For consistency of size and tenderness, squab (young pigeon) wins the day for many chefs. Although Roux wouldn’t be drawn on his personal preference, he does believe that squab is the better for roasting and for special occasions.

Robinson argues that the two are wildly different ingredients: “Squab is a milder, softer ingredient, more like a piece of steak with beautiful fat on it. It’s the difference between a muntjac and fallow deer. I love them both. The squab is stunning; an amazing ingredient – although very expensive.”

TRICKS OF THE TRADE

While you don’t need to be a professional to cook woodpigeon, there are a few tricks worth knowing. For the uninitiated, a simple and delicious approach is to sear the boned breast rapidly for about a minute each side. Left to rest, this will be soft and succulent with the fine grain of a prime steak.

If you are grilling over fire, Weston advises to leave the breasts on the crown to keep them nice and moist. He takes the legs off to confit but goes even further, keeping the heart and livers for snacks and the body for stock.

Michel Roux’s top tip is: “Stick to the classic techniques, and always use butter.”

Caines advises to marinate the legs in a little bit of salt and pepper, tied in bay leaves, and then cook in fat.

Weston advises pairing pigeon with a good Malbec, but he also believes in using strong flavours to make the most of the bird: “Wild horseradish grated straight onto breasts works well, and sorrel is a beautiful, citrusy addition as it cuts nicely through the meat.”
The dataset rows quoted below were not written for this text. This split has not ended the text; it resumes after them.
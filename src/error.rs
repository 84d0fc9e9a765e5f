//! Error types for the supervisor and JSON error responses for the dispatcher

use http_body_util::{combinators::BoxBody, BodyExt, Full};
use hyper::body::Bytes;
use hyper::header::{HeaderValue, CONNECTION, CONTENT_TYPE};
use hyper::{Response, StatusCode};
use serde::Serialize;
use std::time::Duration;

/// Pool-level failures. Only `Startup` and `PoolExhausted` are fatal to the
/// supervisor process; everything per-request is handled in the dispatcher.
#[derive(Debug, thiserror::Error)]
pub enum SupervisorError {
    /// The pool could not reach full readiness at startup
    #[error("worker pool failed to start: {0}")]
    Startup(String),

    /// A slot crashed more often than the restart ceiling allows
    #[error("worker slot {slot} restarted {restarts} times within {window:?}, giving up")]
    PoolExhausted {
        slot: usize,
        restarts: usize,
        window: Duration,
    },

    /// The listen socket could not be bound
    #[error("failed to bind {addr}: {source}")]
    Bind {
        addr: String,
        #[source]
        source: std::io::Error,
    },

    /// A worker process could not be launched
    #[error("failed to spawn worker: {0}")]
    Spawn(#[source] std::io::Error),

    /// The supervisor was asked to do something in the wrong lifecycle phase
    #[error("invalid supervisor state: {0}")]
    InvalidState(&'static str),
}

impl SupervisorError {
    /// Process exit code for this error
    pub fn exit_code(&self) -> u8 {
        match self {
            SupervisorError::Startup(_) => 3,
            SupervisorError::PoolExhausted { .. } => 4,
            SupervisorError::Bind { .. }
            | SupervisorError::Spawn(_)
            | SupervisorError::InvalidState(_) => 1,
        }
    }
}

/// Error codes for per-request failures
#[derive(Debug, Clone, Copy, PartialEq, Eq, Serialize)]
#[serde(rename_all = "SCREAMING_SNAKE_CASE")]
pub enum DispatchErrorCode {
    /// Request could not be understood
    BadRequest,
    /// No such resource in the application
    NotFound,
    /// The application raised a fault or panicked
    HandlerFault,
    /// The application did not respond within the request timeout
    RequestTimeout,
}

impl DispatchErrorCode {
    /// Get the default HTTP status code for this error
    pub fn status_code(&self) -> StatusCode {
        match self {
            DispatchErrorCode::BadRequest => StatusCode::BAD_REQUEST,
            DispatchErrorCode::NotFound => StatusCode::NOT_FOUND,
            DispatchErrorCode::HandlerFault => StatusCode::INTERNAL_SERVER_ERROR,
            DispatchErrorCode::RequestTimeout => StatusCode::GATEWAY_TIMEOUT,
        }
    }

    /// Get the error code as a string for the X-Dispatch-Error header
    pub fn as_header_value(&self) -> &'static str {
        match self {
            DispatchErrorCode::BadRequest => "BAD_REQUEST",
            DispatchErrorCode::NotFound => "NOT_FOUND",
            DispatchErrorCode::HandlerFault => "HANDLER_FAULT",
            DispatchErrorCode::RequestTimeout => "REQUEST_TIMEOUT",
        }
    }

    /// Whether the connection must be closed after sending this error
    pub fn closes_connection(&self) -> bool {
        matches!(
            self,
            DispatchErrorCode::RequestTimeout | DispatchErrorCode::BadRequest
        )
    }
}

/// JSON error response body
#[derive(Debug, Serialize)]
pub struct ErrorResponse {
    /// The error code
    pub code: DispatchErrorCode,
    /// Human-readable error message
    pub message: String,
    /// HTTP status code (for reference)
    pub status: u16,
}

impl ErrorResponse {
    /// Create a new error response
    pub fn new(code: DispatchErrorCode, message: impl Into<String>) -> Self {
        Self {
            status: code.status_code().as_u16(),
            code,
            message: message.into(),
        }
    }

    /// Convert to JSON string
    pub fn to_json(&self) -> String {
        serde_json::to_string(self).unwrap_or_else(|_| {
            format!(
                r#"{{"code":"{}","message":"{}","status":{}}}"#,
                self.code.as_header_value(),
                self.message.replace('\"', "\\\""),
                self.status
            )
        })
    }
}

/// Create a JSON error response with X-Dispatch-Error header
pub fn json_error_response(
    code: DispatchErrorCode,
    message: impl Into<String>,
) -> Response<BoxBody<Bytes, hyper::Error>> {
    let error = ErrorResponse::new(code, message);
    let status = code.status_code();
    let body = error.to_json();

    let mut response = Response::builder()
        .status(status)
        .header(CONTENT_TYPE, "application/json")
        .header("X-Dispatch-Error", code.as_header_value())
        .body(Full::new(Bytes::from(body)).map_err(|e| match e {}).boxed())
        .expect("valid response with StatusCode enum and static headers");

    if code.closes_connection() {
        response
            .headers_mut()
            .insert(CONNECTION, HeaderValue::from_static("close"));
    }

    response
}
impl NotificationHub {
    pub fn new(
        config: &NodeConfig,
        driver: DriverChannels,
    ) -> (Self, HubHandle, mpsc::Receiver<HubMessage>) {
        let (tx, rx) = mpsc::channel(config.notifier.buffer);
        let (state_tx, state_rx) = watch::channel(ConnectionState::default());

        let hub = Self {
            prefix: config.prefix.clone(),
            ident: config.ident(),
            connected: false,
            generation: 0,
            subscriptions: Subscriptions::new(),
            pending: None,
            next_query: 1,
            outbox: VecDeque::new(),
            driver,
            state_tx,
            mailbox: tx.downgrade(),
        };
        let handle = HubHandle { tx, state: state_rx };

        (hub, handle, rx)
    }

    /// Runs the hub until shutdown, until every handle is dropped, or until the driver stops.
    pub async fn run(mut self, mut mailbox: mpsc::Receiver<HubMessage>, shutdown: CancellationToken) {
        tracing::info!(ident = %self.ident, prefix = %self.prefix, "Notification hub started");

        loop {
            tokio::select! {
                _ = shutdown.cancelled() => break,
                event = self.driver.events.recv() => match event {
                    Some(event) => self.handle_event(event).await,
                    None => {
                        tracing::warn!("Notifier driver stopped");
                        break;
                    }
                },
                msg = mailbox.recv() => match msg {
                    Some(msg) => self.handle_message(msg).await,
                    None => break,
                },
            }
        }

        self.set_disconnected();
        tracing::info!("Notification hub stopped");
    }

    async fn handle_message(&mut self, msg: HubMessage) {
        match msg {
            HubMessage::Query { sql, response_tx } => {
                if self.pending.is_some() || !self.outbox.is_empty() {
                    let _ = response_tx.send(Err(RelayError::QueryInFlight));
                } else if !self.connected {
                    let _ = response_tx.send(Err(RelayError::Disconnected));
                } else {
                    self.enqueue(sql, Pending::Query(response_tx)).await;
                }
            }
            HubMessage::Subscribe {
                subscriber,
                channels,
                response_tx,
            } => {
                let id = subscriber.id();
                let mailbox = self.mailbox.clone();
                let added = self.subscriptions.subscribe(id, channels, || {
                    let monitor = Monitor::spawn(
                        closed(subscriber.clone()),
                        mailbox,
                        HubMessage::ListenerDown { id },
                    );
                    Listener {
                        subscriber,
                        _monitor: monitor,
                    }
                });

                if self.connected && !added.is_empty() {
                    tracing::debug!(subscriber = id, channels = ?added, "Listening");
                    let sql = payload::listen_sql(&self.prefix, added.iter().map(String::as_str));
                    let pending = Pending::Listen {
                        id,
                        channels: added,
                        response_tx,
                    };
                    self.enqueue(sql, pending).await;
                } else {
                    let _ = response_tx.send(Ok(()));
                }
            }
            HubMessage::Unsubscribe {
                id,
                channels,
                response_tx,
            } => {
                let removal = self.subscriptions.unsubscribe(id, channels);
                if self.connected && !removal.emptied.is_empty() {
                    tracing::debug!(subscriber = id, channels = ?removal.emptied, "Unlistening");
                    let sql = payload::unlisten_sql(
                        &self.prefix,
                        removal.emptied.iter().map(String::as_str),
                    );
                    self.enqueue(sql, Pending::Ack(Some(response_tx))).await;
                } else {
                    let _ = response_tx.send(Ok(()));
                }
            }
            HubMessage::Channels { response_tx } => {
                let _ = response_tx.send(self.subscriptions.channel_names());
            }
            HubMessage::ListenerDown { id } => {
                let removal = self.subscriptions.remove_listener(id);
                if removal.released.is_none() {
                    return;
                }
                tracing::debug!(subscriber = id, released = ?removal.emptied, "Subscriber terminated");
                if self.connected && !removal.emptied.is_empty() {
                    let sql = payload::unlisten_sql(
                        &self.prefix,
                        removal.emptied.iter().map(String::as_str),
                    );
                    self.enqueue(sql, Pending::Ack(None)).await;
                }
            }
        }
    }

    async fn handle_event(&mut self, event: DriverEvent) {
        match event {
            DriverEvent::Connected => {
                self.connected = true;
                self.generation += 1;
                self.publish_state();
                tracing::info!(generation = self.generation, "Notifier connected");

                if !self.subscriptions.is_empty() {
                    let channels = self.subscriptions.channel_names();
                    tracing::debug!(channels = ?channels, "Restoring subscriptions");
                    let sql = payload::listen_sql(&self.prefix, channels.iter().map(String::as_str));
                    self.enqueue(sql, Pending::Ack(None)).await;
                }
            }
            DriverEvent::Disconnected { reason } => {
                if self.connected {
                    tracing::warn!(reason = %reason, "Notifier disconnected");
                } else {
                    tracing::debug!(reason = %reason, "Notifier still disconnected");
                }
                self.set_disconnected();
            }
            DriverEvent::QueryResult { id, result } => match self.pending.take() {
                Some((expected, pending)) if expected == id => {
                    self.settle(pending, result);
                    self.pump().await;
                }
                other => {
                    self.pending = other;
                    tracing::debug!(id, "Dropping result of an abandoned statement");
                }
            },
            DriverEvent::Notification { channel, payload } => {
                self.route(&channel, &payload);
            }
        }
    }

    fn route(&self, full_channel: &str, raw: &str) {
        let channel = payload::shorten(&self.prefix, full_channel);
        let decoded = match payload::decode(raw) {
            Ok(value) => value,
            Err(e) => {
                tracing::warn!(channel = %full_channel, error = %e, "Dropping malformed notification");
                return;
            }
        };

        if !scope::should_deliver(&decoded, &self.ident) {
            tracing::trace!(channel, "Notification scoped to another node");
            return;
        }

        for listener in self.subscriptions.subscribers(channel) {
            let delivered = listener.subscriber.deliver(Notification {
                channel: channel.to_string(),
                payload: decoded.clone(),
            });
            if !delivered {
                tracing::trace!(subscriber = listener.subscriber.id(), "Subscriber gone before delivery");
            }
        }
    }

    fn settle(&mut self, pending: Pending, result: std::result::Result<QueryResult, String>) {
        let (id, channels, response_tx, e) = match (pending, result) {
            (
                Pending::Listen {
                    id,
                    channels,
                    response_tx,
                },
                Err(e),
            ) => (id, channels, response_tx, e),
            (pending, result) => {
                pending.complete(result);
                return;
            }
        };

        // Forget the failed interest so a later subscribe asks again.
        tracing::warn!(subscriber = id, channels = ?channels, error = %e, "LISTEN failed");
        let removal = self.subscriptions.unsubscribe(id, channels.clone());
        let still_wanted: Vec<&str> = channels
            .iter()
            .filter(|c| !removal.emptied.contains(*c))
            .map(String::as_str)
            .collect();
        if !still_wanted.is_empty() {
            // Others joined while the batch was in flight.
            self.outbox.push_back(Outgoing {
                sql: payload::listen_sql(&self.prefix, still_wanted),
                pending: Pending::Ack(None),
            });
        }
        let _ = response_tx.send(Err(RelayError::Database(e)));
    }

    async fn enqueue(&mut self, sql: String, pending: Pending) {
        self.outbox.push_back(Outgoing { sql, pending });
        self.pump().await;
    }

    /// Sends the next queued statement if the connection is idle.
    async fn pump(&mut self) {
        while self.pending.is_none() && self.connected {
            let Some(next) = self.outbox.pop_front() else {
                return;
            };
            let id = self.next_query;
            self.next_query += 1;
            let command = DriverCommand::Execute {
                id,
                generation: self.generation,
                sql: next.sql,
            };
            if self.driver.commands.send(command).await.is_err() {
                tracing::warn!("Notifier driver is not accepting commands");
                next.pending.abandon();
                continue;
            }
            self.pending = Some((id, next.pending));
        }
    }

    fn set_disconnected(&mut self) {
        self.connected = false;
        self.publish_state();
        if let Some((_, pending)) = self.pending.take() {
            pending.abandon();
        }
        for outgoing in self.outbox.drain(..) {
            outgoing.pending.abandon();
        }
    }

    fn publish_state(&self) {
        self.state_tx.send_replace(ConnectionState {
            connected: self.connected,
            generation: self.generation,
        });
    }
}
Caines agrees: “As pigeon is a rich, dark meat, robust flavours really work. It’s great with lentils as a main course and it takes spice well – curry spice, in particular. Pigeon is also great for wine selections, especially good red wines; you’ve got a lot of flavours to work with.”

Whatever your personal preference, or indeed your culinary skills, the humble pigeon is quite definitely a surprise package that deserves a second look, so don’t turn down the chance to bag some this spring.